Those were Nixon’s last words to me before he hung up the phone and left me standing in a police station, riddled with responsibility. I know how he talks to Wyatt, and I didn’t appreciate being ordered around like a piece of shit on the bottom of his dress shoe.

Neither do I need threatening to keep Avery safe. I will care for her because I have a deep and destructive infatuation, not because Nixon failed to do so. She’s an addiction, consuming my every waking thought. Is she happy? How can I make her so? Yet the harder I try, the tighter I squeeze, the more she slips away and into the arms of others.

And so the spiral continues. Three days of travel thus far. An unhealthy amount of procrastination, a lack of nutrition other than protein shakes and energy drinks, the occasional cigarette from Dax’s stash, and the repetitive open road passing beneath the SUV’s tires. I grip the steering wheel, the stitched leather pushing against my palms. Around me, low giggles, soft snoring and the hum of music blend into one. I’m not a part of it. I’m the chauffeur. Just the driver, but at least I have a use.

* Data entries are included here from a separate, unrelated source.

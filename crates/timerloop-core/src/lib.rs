//! # timerloop-core
//!
//! Shared types for the timerloop timer-and-poll core: the error
//! taxonomy, environment-variable config helpers, the ambient logging
//! macros, and the `Coroutine` collaborator trait that `timerloop-rt`
//! drives but never implements.

pub mod coroutine;
pub mod env;
pub mod error;
pub mod log;

pub use coroutine::{Coroutine, CoroutineRef, FinishReason};
pub use env::{env_get, env_get_bool, env_get_opt};
pub use error::{CortError, CortResult};
pub use log::LogLevel;
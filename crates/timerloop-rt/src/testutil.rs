//! Shared test-only `Coroutine` stub, used across this crate's unit
//! tests so each module doesn't redefine one.

use timerloop_core::{Coroutine, CoroutineRef, FinishReason};

#[derive(Default)]
pub struct StubCoroutine {
    pub started: bool,
    pub resumed: u32,
    pub finished_as: Option<FinishReason>,
}

impl Coroutine for StubCoroutine {
    fn start(&mut self) {
        self.started = true;
    }

    fn resume(&mut self) {
        self.resumed += 1;
    }

    fn on_finish(&mut self, reason: FinishReason) -> Option<CoroutineRef> {
        self.finished_as = Some(reason);
        None
    }

    fn parent(&self) -> Option<CoroutineRef> {
        None
    }
}
//! Timer heap: deadline aggregation and expiry draining.
//!
//! Deadlines are deduplicated — many waiters sharing a millisecond tick
//! collapse onto one `BinaryHeap` entry — which keeps the heap small under
//! the "thundering herd of identical timeouts" workload the aggregation
//! rationale the aggregation is built for. Within a shared deadline, waiters
//! fire in FIFO (insertion) order.

use std::cmp::Reverse;
use std::collections::{BinaryHeap, HashMap, VecDeque};

use crate::waiter::WeakWaiter;

struct Bucket {
    waiters: VecDeque<WeakWaiter>,
}

/// Per-thread min-heap of timer deadlines.
#[derive(Default)]
pub struct TimerHeap {
    order: BinaryHeap<Reverse<u64>>,
    buckets: HashMap<u64, Bucket>,
}

impl TimerHeap {
    pub fn new() -> Self {
        Self {
            order: BinaryHeap::new(),
            buckets: HashMap::new(),
        }
    }

    /// File `waiter` under `deadline_ms`, creating a new bucket (and a
    /// fresh `BinaryHeap` entry) only if no waiter is already filed there.
    pub fn add(&mut self, waiter: WeakWaiter, deadline_ms: u64) {
        match self.buckets.get_mut(&deadline_ms) {
            Some(bucket) => bucket.waiters.push_back(waiter),
            None => {
                let mut waiters = VecDeque::with_capacity(1);
                waiters.push_back(waiter);
                self.buckets.insert(deadline_ms, Bucket { waiters });
                self.order.push(Reverse(deadline_ms));
            }
        }
    }

    /// Remove a specific waiter from the bucket at `deadline_ms`. The
    /// stale `BinaryHeap` entry (if the bucket becomes empty) is left in
    /// place for lazy deletion in `drain_expired`/`peek_deadline`.
    pub fn remove(&mut self, waiter: &WeakWaiter, deadline_ms: u64) {
        if let Some(bucket) = self.buckets.get_mut(&deadline_ms) {
            bucket.waiters.retain(|w| !w.ptr_eq(waiter));
            if bucket.waiters.is_empty() {
                self.buckets.remove(&deadline_ms);
            }
        }
    }

    /// The next live deadline, skipping stale heap entries whose bucket
    /// is already gone. Used by the repeater/poll driver to compute how
    /// long to block.
    pub fn peek_deadline(&mut self) -> Option<u64> {
        self.discard_stale();
        self.order.peek().map(|Reverse(d)| *d)
    }

    /// Remove and return every waiter whose deadline has elapsed (`<=
    /// now_ms`), most-overdue bucket first, FIFO within a bucket. Does
    /// not itself mark the waiters finished — the caller (poll driver)
    /// does that.
    pub fn drain_expired(&mut self, now_ms: u64) -> Vec<WeakWaiter> {
        let mut out = Vec::new();
        loop {
            self.discard_stale();
            let Some(Reverse(deadline)) = self.order.peek().copied() else {
                break;
            };
            if deadline > now_ms {
                break;
            }
            self.order.pop();
            if let Some(bucket) = self.buckets.remove(&deadline) {
                out.extend(bucket.waiters);
            }
        }
        out
    }

    fn discard_stale(&mut self) {
        while let Some(Reverse(deadline)) = self.order.peek().copied() {
            if self.buckets.contains_key(&deadline) {
                break;
            }
            self.order.pop();
        }
    }

    pub fn is_empty(&self) -> bool {
        self.buckets.is_empty()
    }

    pub fn len(&self) -> usize {
        self.buckets.values().map(|b| b.waiters.len()).sum()
    }
}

A turn-off ahead becomes visible, the one I’m supposed to take. My thumbs twitch on the wheel with indecision. How can I trust Nixon’s decisions from here on out? What if his safe house is anything but? These are the types of thoughts colliding in my skull, my fingers hovering over the indicator. Perhaps the true chance Avery has at safety is if I take her somewhere no one else would think to look.

Torn between my head and my heart, I push the pedal to the floor and spin the steering wheel right. A shitty Toyota sounds its horn behind as I cut straight in front, crossing the three lanes and making the turn just in time. A shudder runs through me, my arms tingling with trepidation. The image of a blue eyed, blonde hair temptress appears in the rearview mirror, her face open and curious. I’d expected a series of slaps and screams to accompany my hesitations, but instead, there’s an eerie silence. An unspoken agreement to leave me in control. At least Axel tried to take my burdens, even if it was just for one night.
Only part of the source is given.